→ **Work order**:
Every line with the word "crate" in it should be extracted from the data that follows.
━━ Provided data ━━
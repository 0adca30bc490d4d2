// wardrobe/src/domain/query.rs
use std::collections::BTreeMap;

use crate::domain::entity::TaggedEntity;
use crate::domain::facet::{Facet, TagSet};
use crate::domain::tags::FacetTags;

/// Criteria a collection can be narrowed by.
///
/// Values within one facet are alternatives, facets combine with AND.
#[derive(Debug, Clone, PartialEq, Eq)]
pub struct TagFilter<F: Facet> {
    pub facets: BTreeMap<F, TagSet>,
    /// Case-insensitive substring of the description
    pub text: Option<String>,
}

impl<F: Facet> Default for TagFilter<F> {
    fn default() -> Self {
        Self {
            facets: BTreeMap::new(),
            text: None,
        }
    }
}

impl<F: Facet> TagFilter<F> {
    pub fn new() -> Self {
        Self::default()
    }

    pub fn with_value<S: Into<String>>(mut self, facet: F, value: S) -> Self {
        self.facets.entry(facet).or_default().insert(value.into());
        self
    }

    pub fn with_text<S: Into<String>>(mut self, text: S) -> Self {
        self.text = Some(text.into());
        self
    }

    pub fn is_empty(&self) -> bool {
        self.text.is_none() && self.facets.values().all(TagSet::is_empty)
    }

    pub fn matches<T>(&self, entity: &TaggedEntity<T>) -> bool
    where
        T: FacetTags<Facet = F>,
    {
        let facets_match = self.facets.iter().all(|(facet, wanted)| {
            wanted.is_empty() || !entity.tags.values(*facet).is_disjoint(wanted)
        });
        let text_match = self.text.as_ref().map_or(true, |text| {
            entity
                .description
                .to_lowercase()
                .contains(&text.to_lowercase())
        });
        facets_match && text_match
    }
}
pub mod json_file;
pub mod memory;

pub use json_file::JsonFileStorage;
pub use memory::InMemoryStorage;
━━━
→ **Written response**:
use crate::domain::entity::TaggedEntity;
use crate::domain::facet::{Facet, TagSet};
use crate::domain::tags::FacetTags;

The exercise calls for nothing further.